Recent gaven Bart Geernaert van De Republiek en Lennart Claeys van het Brugse architectenbureau Dertien12 toelichting bij het ambitieuze project van de Stadsrepubliek. Belangstellenden konden deelnemen aan een speciale rondleiding door het Schouwburgkwartier, met zijn vele mogelijkheden voor de toekomst. Eric Van Hove was erbij en brengt verslag uit.
De Brugse stadsgids Maarten Noë nam (tijdens de jongste OMD) ons gezelschap op sleeptouw, en deed dat voortreffelijk. Het vroegere Schouwburgkwartier wordt nu in menige publicatie herleid tot een soort hoerenbuurt avant- la-lettre, maar in de praktijk was het anno 1865 nog altijd een belangrijke handelswijk: misschien niet meer zoals in de middeleeuwen hét mercantiele centrum van Brugge, want dat was met de aanleg van de Handelskom en de bouw van het eerste station van Brugge wel wat verschoven. Maar goed, in de buurt waren er inderdaad welgeteld vijf ontuchthuizen en de plaatselijke legercommandant liet er uit vrees voor ziektes en/of relletjes wel regelmatig patrouilleren, maar anderzijds was het toch ook nog altijd een wijk met een goeie sociale en ruimtelijke mix. Ga maar eens kijken naar de mooi opgebouwde tentoonstelling over 150 jaar Stadsschouwburg in het Arentshuis.

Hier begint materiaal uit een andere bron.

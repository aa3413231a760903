//! Configuration file parser for half-lives and tissue parameters

use std::collections::BTreeMap;
use std::fs;
use std::path::Path;

use serde::Deserialize;

use crate::dose::bed::TissueParameters;
use crate::error::{Error, Result};
use crate::nuclide::Registry;
use crate::types::Time;
use super::deserialize_uom_map;

#[derive(Deserialize, Debug, Default, PartialEq)]
#[serde(deny_unknown_fields)]
pub struct Config {

    /// Extra or overriding half-lives, keyed by radionuclide in any
    /// accepted spelling
    #[serde(default)]
    #[serde(deserialize_with = "deserialize_uom_map")]
    pub half_lives: BTreeMap<String, Time>,

    #[serde(default)]
    pub tissues: TissueParameters,
}

impl Config {
    /// The built-in half-lives, extended and overridden by `half_lives`
    pub fn registry(&self) -> Result<Registry> { Registry::try_from(self) }
}

impl TryFrom<&Config> for Registry {
    type Error = Error;
    fn try_from(config: &Config) -> Result<Self> {
        let mut registry = Registry::default();
        for (name, &half_life) in &config.half_lives {
            registry.insert(name.parse()?, half_life);
        }
        Ok(registry)
    }
}

pub fn read_config_file(path: &Path) -> Result<Config> {
    let config = fs::read_to_string(path).map_err(|_| Error::MissingPath(path.into()))?;
    let config = toml::from_str(&config)?;
    log::info!("Read configuration from {}", path.display());
    Ok(config)
}


#[cfg(test)]
mod tests {
    use super::*;
    use crate::dose::bed::TissueClass;
    use float_eq::assert_float_eq;
    use units::{day, hour, minute};

    // ----- Test an example on-disk config file -----------------------------------------
    #[test]
    fn test_config_file() {
        let config = read_config_file("radiobiology.toml".as_ref()).unwrap();
        assert_eq!(config.tissues, TissueParameters::default());
        assert_eq!(config.half_lives["177Lu"], day(6.647));
    }

    // ----- Some helpers to make the tests more concise ---------------------------------
    //  ---  Parse string as TOML  -------------------------
    fn parse<'d, D: Deserialize<'d>>(input: &'d str) -> D {
        toml::from_str(input).unwrap()
    }
    //  ---  Parse string as TOML, with explicit error reporting -------------------------
    fn parse_carefully<'d, D: Deserialize<'d>>(input: &'d str) -> std::result::Result<D, toml::de::Error> {
        toml::from_str(input)
    }
    //  ---  Macro for concise assertions about values of parsed fields -------------------
    macro_rules! check {
        ($type:ident($text:expr).$field:ident = $expected:expr) => {
            let config: $type = parse::<$type>($text);
            println!("DESERIALIZED: {config:?}");
            assert_eq!(config.$field, $expected);
        };
        ($type:ident($text:expr) fields: $($field:ident = $expected:expr);+$(;)?) => {
            let config: $type = parse::<$type>($text);
            println!("DESERIALIZED: {config:?}");
            $(assert_eq!(config.$field, $expected);)*
        }
    }
    // ----- Test deserializing of individual aspects of the Config type ----------------
    #[test]
    fn config_empty() {
        check!{Config("") fields:
               half_lives = BTreeMap::new();
               tissues    = TissueParameters::default();
        }
    }

    #[test]
    fn config_half_lives() {
        check!{Config(r#"
                 [half_lives]
                 "Tb-161" = "6.89 d"
                 "90Y"    = "64 h"
               "#).half_lives = [("Tb-161".to_string(), day(6.89)),
                                 ("90Y"   .to_string(), hour(64.0))].into_iter().collect()
        }
    }

    #[test]
    fn config_tissue_class() {
        check!{TissueClass(r#"
                 structures = ["Liver", "Liver_2"]
                 alpha_beta = 2000.0
                 repair_half_time = "90 min"
               "#) fields:
               structures       = vec!["Liver".to_string(), "Liver_2".to_string()];
               alpha_beta       = 2000.0;
               repair_half_time = minute(90.0);
        }
    }

    #[test]
    fn config_partial_tissues() {
        let c: Config = parse(r#"
                 [tissues.lung]
                 structures = ["Lungs"]
                 alpha_beta = 3500.0
                 repair_half_time = "2 h"
              "#);
        let defaults = TissueParameters::default();
        assert_eq!(c.tissues.liver  , defaults.liver  );
        assert_eq!(c.tissues.default, defaults.default);
        assert_eq!(c.tissues.lung.structures, vec!["Lungs".to_string()]);
        assert_float_eq!(units::hour_(c.tissues.lung.repair_half_time), 2.0, rmax <= 1e-12);
    }

    // ----- Make sure that unknown fields are not accepted -----------------------------
    #[test]
    #[should_panic]
    fn config_reject_unknown_field() {
        parse::<Config>("unknown_field = 666");
    }

    #[test]
    fn config_reject_unitless_time() {
        assert!(parse_carefully::<TissueClass>(r#"
                 alpha_beta = 2000.0
                 repair_half_time = 1.5
               "#).is_err());
        assert!(parse_carefully::<Config>(r#"
                 [half_lives]
                 "177Lu" = "6.647 parsecs"
               "#).is_err());
    }

    // ----- The registry built from a configuration ------------------------------------
    #[test]
    fn registry_merges_defaults() {
        let c: Config = parse(r#"
                 [half_lives]
                 "Tb161" = "6.89 d"
                 "Y-90"  = "1 h"
              "#);
        let registry = c.registry().unwrap();
        assert_eq!(registry.half_life(&"161Tb".parse().unwrap()).unwrap(), day(6.89));
        assert_eq!(registry.half_life(&"90Y"  .parse().unwrap()).unwrap(), hour(1.0));
        assert_eq!(registry.half_life(&"177Lu".parse().unwrap()).unwrap(), day(6.647));
    }

    #[test]
    fn registry_rejects_malformed_nuclide() {
        let c: Config = parse(r#"
                 [half_lives]
                 "Lutetium" = "6.647 d"
              "#);
        assert!(matches!(c.registry(), Err(Error::InvalidNuclide(_))));
    }
}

Ook nu nog is het hele gebied ten noordwesten van de (Grote) Markt van Brugge – laten we gemakshalve zeggen: de buurt van De Republiek – een plek in de stad waar men een heel eigen mix heeft van stadsbewoners, stadsgebruikers én stadsbezoekers. Hier niét zoals in de gouden driehoek, waar het toeristisch bedrijf de overhand genomen heeft op het gewone leven in de stad, maar anderzijds toch ook nog wat anders dan die oude woonbuurten à la Sint-Gillis en Sint-Anna, waar de tijd wat stiller is blijven staan en je niet direct meegezogen wordt in een stedelijke dynamiek.
Vertrekpunt
Die plek dus, dat wordt ons vertrekpunt. En dan gaan we op wandel, van de Stadsschouwburg naar Hof Bladelin in de Naaldenstraat: enige jaren geleden zag Rik Torfs dat wel zitten als pied à terre van de K.U. Leuven in Brugge, maar toen zijn opvolger Luc Sels enige jaren later de rekeningen inkeek, ging dit plan terug naar af. En dus blijft het nu uitkijken wat er in de toekomst te gebeuren staat met dat prachtige stadspaleis, ooit één van de belangrijkste Europese filialen van de Florentijnse bankiersfamilie de Medici. Nu huizen daar nog twee oude, eerbiedwaardige zusters en van hen kreeg onze stadsgids de sleutels mee waarmee je juist om de hoek, in de Grauwwerkersstraat, een poortje kunt binnengaan. Wie hier ooit langs fietste, heeft zich zeker al eens afgevraagd wat er achter die muren wel verscholen ging. Welnu, op zo’n rondleiding krijg je het antwoord: een prachtige binnentuin, met prieeltje, fruitbomen en paden, alles piekfijn onderhouden. Een heuse oase in de stad.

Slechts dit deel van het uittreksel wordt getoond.